§ Task brief
Among the records that follow, count the lines where "invariant" appears, and state the count by itself.

§ The data
==========

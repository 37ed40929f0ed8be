//! Symbols, concepts, subtypes and the per-world symbol map.
//!
//! A *symbol* is the abstract input token a caster selects. Each world maps its
//! symbols onto world-invariant *concepts* and a world-specific *subtype* with
//! numeric modifiers. The mapping is generated from the world seed and is
//! immutable afterwards:
//!
//! - [`SymbolCatalog`]: the static tables generation draws from
//! - [`SymbolMap`]: the generated mapping and its lookups
//! - [`fingerprint`]: a deterministic hash of a generated mapping
//!
//! # Example
//!
//! ```
//! use sigil_core::symbol::{Concept, SymbolMap};
//!
//! let map = SymbolMap::generate(12345, 10);
//! assert_eq!(map.len(), 10);
//!
//! // Every concept is represented before any repeats.
//! for concept in Concept::ALL {
//!     assert!(map.by_concept(concept).is_some());
//! }
//!
//! // Unknown symbols resolve to the sentinel concept.
//! assert_eq!(map.concept_of("symbol_missing"), Concept::None);
//! ```

mod catalog;
mod hash;
mod map;

pub use catalog::{GenerationFault, SymbolAnchor, SymbolCatalog, STANDARD_SYMBOL_POOL};
pub use hash::fingerprint;
pub use map::SymbolMap;

use serde::{Deserialize, Serialize};
use std::borrow::Borrow;
use std::collections::BTreeMap;
use std::fmt;

// =============================================================================
// Symbol Identification
// =============================================================================

/// Identifier of an input symbol, e.g. `"symbol_leaf"`.
#[derive(Debug, Clone, PartialEq, Eq, PartialOrd, Ord, Hash, Serialize, Deserialize)]
pub struct SymbolId(String);

impl SymbolId {
    /// Creates a new `SymbolId` from a string.
    #[must_use]
    pub fn new(id: &str) -> Self {
        Self(id.to_string())
    }

    /// Returns the symbol id as a string slice.
    #[must_use]
    pub fn as_str(&self) -> &str {
        &self.0
    }
}

impl Borrow<str> for SymbolId {
    fn borrow(&self) -> &str {
        &self.0
    }
}

impl fmt::Display for SymbolId {
    fn fmt(&self, f: &mut fmt::Formatter<'_>) -> fmt::Result {
        write!(f, "{}", self.0)
    }
}

impl From<&str> for SymbolId {
    fn from(s: &str) -> Self {
        Self::new(s)
    }
}

impl From<String> for SymbolId {
    fn from(s: String) -> Self {
        Self(s)
    }
}

// =============================================================================
// Concepts
// =============================================================================

/// World-invariant mechanical category of a symbol.
///
/// `None` is the sentinel returned for unmapped symbols. It is never assigned
/// by generation and never part of a valid combo.
#[derive(Debug, Clone, Copy, PartialEq, Eq, PartialOrd, Ord, Hash, Serialize, Deserialize)]
pub enum Concept {
    /// Fire and heat.
    Flame,
    /// Cold and stillness.
    Frost,
    /// Wind and motion.
    Gale,
    /// Earth and weight.
    Stone,
    /// Growth and renewal.
    Bloom,
    /// Lightning and sudden force.
    Spark,
    /// Concealment and drain.
    Shadow,
    /// Protection and binding.
    Ward,
    /// Sentinel for unmapped symbols.
    None,
}

impl Concept {
    /// All assignable concepts, in declaration order. Excludes the sentinel.
    pub const ALL: [Concept; 8] = [
        Concept::Flame,
        Concept::Frost,
        Concept::Gale,
        Concept::Stone,
        Concept::Bloom,
        Concept::Spark,
        Concept::Shadow,
        Concept::Ward,
    ];

    /// Returns true for the `None` sentinel.
    #[must_use]
    pub const fn is_none(self) -> bool {
        matches!(self, Concept::None)
    }

    /// Subtype candidates registered for this concept.
    ///
    /// Concepts without candidates fall back to [`Subtype::Basic`].
    #[must_use]
    pub const fn subtype_candidates(self) -> &'static [Subtype] {
        match self {
            Concept::Flame => &[Subtype::Wildfire, Subtype::Ember],
            Concept::Frost => &[Subtype::Rime, Subtype::Glacier],
            Concept::Gale => &[Subtype::Gust, Subtype::Cyclone],
            Concept::Stone => &[Subtype::Bulwark, Subtype::Quake],
            Concept::Bloom => &[
                Subtype::HealingGrowth,
                Subtype::Thornweave,
                Subtype::SporeDrift,
            ],
            Concept::Shadow => &[Subtype::Veil, Subtype::Leech],
            Concept::Spark | Concept::Ward | Concept::None => &[],
        }
    }
}

impl fmt::Display for Concept {
    fn fmt(&self, f: &mut fmt::Formatter<'_>) -> fmt::Result {
        let name = match self {
            Self::Flame => "Flame",
            Self::Frost => "Frost",
            Self::Gale => "Gale",
            Self::Stone => "Stone",
            Self::Bloom => "Bloom",
            Self::Spark => "Spark",
            Self::Shadow => "Shadow",
            Self::Ward => "Ward",
            Self::None => "None",
        };
        write!(f, "{name}")
    }
}

// =============================================================================
// Subtypes and Modifiers
// =============================================================================

/// Numeric modifier carried by a subtype.
#[derive(Debug, Clone, Copy, PartialEq, Eq, PartialOrd, Ord, Hash, Serialize, Deserialize)]
pub enum ModifierKind {
    /// Direct damage.
    Damage,
    /// Health restored.
    HealingAmount,
    /// Area radius in world units.
    Radius,
    /// Effect duration in seconds.
    Duration,
    /// Movement or projectile speed.
    Speed,
    /// Damage absorbed.
    Shielding,
    /// Generic strength multiplier.
    Potency,
}

/// World-specific flavour of a concept.
#[derive(Debug, Clone, Copy, PartialEq, Eq, PartialOrd, Ord, Hash, Serialize, Deserialize)]
pub enum Subtype {
    /// Universal fallback for concepts without registered subtypes.
    Basic,
    /// Flame: spreading blaze.
    Wildfire,
    /// Flame: lingering burn.
    Ember,
    /// Frost: slowing frost.
    Rime,
    /// Frost: ice barrier.
    Glacier,
    /// Gale: push.
    Gust,
    /// Gale: vortex.
    Cyclone,
    /// Stone: earthen wall.
    Bulwark,
    /// Stone: ground shock.
    Quake,
    /// Bloom: regeneration.
    HealingGrowth,
    /// Bloom: barbed vines.
    Thornweave,
    /// Bloom: restorative spores.
    SporeDrift,
    /// Shadow: concealment.
    Veil,
    /// Shadow: life drain.
    Leech,
}

impl Subtype {
    /// The concept this subtype belongs to, or `None` for the universal
    /// `Basic` subtype.
    #[must_use]
    pub const fn concept(self) -> Option<Concept> {
        match self {
            Subtype::Basic => None,
            Subtype::Wildfire | Subtype::Ember => Some(Concept::Flame),
            Subtype::Rime | Subtype::Glacier => Some(Concept::Frost),
            Subtype::Gust | Subtype::Cyclone => Some(Concept::Gale),
            Subtype::Bulwark | Subtype::Quake => Some(Concept::Stone),
            Subtype::HealingGrowth | Subtype::Thornweave | Subtype::SporeDrift => {
                Some(Concept::Bloom)
            }
            Subtype::Veil | Subtype::Leech => Some(Concept::Shadow),
        }
    }

    /// Static base modifier values before per-world variance.
    #[must_use]
    pub const fn base_modifiers(self) -> &'static [(ModifierKind, f32)] {
        match self {
            Subtype::Basic => &[(ModifierKind::Potency, 1.0)],
            Subtype::Wildfire => &[(ModifierKind::Damage, 12.0), (ModifierKind::Radius, 3.0)],
            Subtype::Ember => &[(ModifierKind::Damage, 6.0), (ModifierKind::Duration, 8.0)],
            Subtype::Rime => &[(ModifierKind::Damage, 8.0), (ModifierKind::Duration, 4.0)],
            Subtype::Glacier => &[(ModifierKind::Shielding, 20.0)],
            Subtype::Gust => &[(ModifierKind::Speed, 6.0), (ModifierKind::Radius, 4.0)],
            Subtype::Cyclone => &[(ModifierKind::Damage, 5.0), (ModifierKind::Radius, 6.0)],
            Subtype::Bulwark => &[(ModifierKind::Shielding, 25.0)],
            Subtype::Quake => &[(ModifierKind::Damage, 10.0), (ModifierKind::Radius, 5.0)],
            Subtype::HealingGrowth => &[
                (ModifierKind::HealingAmount, 15.0),
                (ModifierKind::Duration, 5.0),
            ],
            Subtype::Thornweave => &[(ModifierKind::Damage, 7.0), (ModifierKind::Duration, 6.0)],
            Subtype::SporeDrift => &[
                (ModifierKind::HealingAmount, 6.0),
                (ModifierKind::Radius, 4.0),
            ],
            Subtype::Veil => &[(ModifierKind::Duration, 6.0)],
            Subtype::Leech => &[
                (ModifierKind::Damage, 6.0),
                (ModifierKind::HealingAmount, 3.0),
            ],
        }
    }
}

// =============================================================================
// Symbol Definition
// =============================================================================

/// The generated meaning of one symbol in one world.
#[derive(Debug, Clone, PartialEq, Serialize, Deserialize)]
pub struct SymbolDefinition {
    /// Symbol identifier.
    pub id: SymbolId,
    /// Mechanical category.
    pub concept: Concept,
    /// World-specific variant of the concept.
    pub subtype: Subtype,
    /// Modifier values after per-world variance.
    pub modifiers: BTreeMap<ModifierKind, f32>,
}

impl SymbolDefinition {
    /// Returns the value of a modifier, if the subtype carries it.
    #[must_use]
    pub fn modifier(&self, kind: ModifierKind) -> Option<f32> {
        self.modifiers.get(&kind).copied()
    }
}

#[cfg(test)]
mod tests {
    use super::*;

    #[test]
    fn every_candidate_belongs_to_its_concept() {
        for concept in Concept::ALL {
            for subtype in concept.subtype_candidates() {
                assert_eq!(subtype.concept(), Some(concept), "{subtype:?}");
            }
        }
    }

    #[test]
    fn sentinel_is_not_assignable() {
        assert!(!Concept::ALL.contains(&Concept::None));
        assert!(Concept::None.is_none());
        assert!(Concept::None.subtype_candidates().is_empty());
    }

    #[test]
    fn healing_growth_base_value() {
        let base = Subtype::HealingGrowth
            .base_modifiers()
            .iter()
            .find(|(kind, _)| *kind == ModifierKind::HealingAmount)
            .map(|(_, v)| *v);
        assert_eq!(base, Some(15.0));
    }

    #[test]
    fn symbol_id_borrows_as_str() {
        let mut map = BTreeMap::new();
        map.insert(SymbolId::new("symbol_leaf"), 1);
        assert_eq!(map.get("symbol_leaf"), Some(&1));
    }

    #[test]
    fn definition_serializes() {
        let def = SymbolDefinition {
            id: SymbolId::new("symbol_leaf"),
            concept: Concept::Bloom,
            subtype: Subtype::HealingGrowth,
            modifiers: BTreeMap::from([(ModifierKind::HealingAmount, 15.5)]),
        };
        let json = serde_json::to_string(&def).unwrap();
        let back: SymbolDefinition = serde_json::from_str(&json).unwrap();
        assert_eq!(back, def);
    }
}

==========

§ Exercise response
2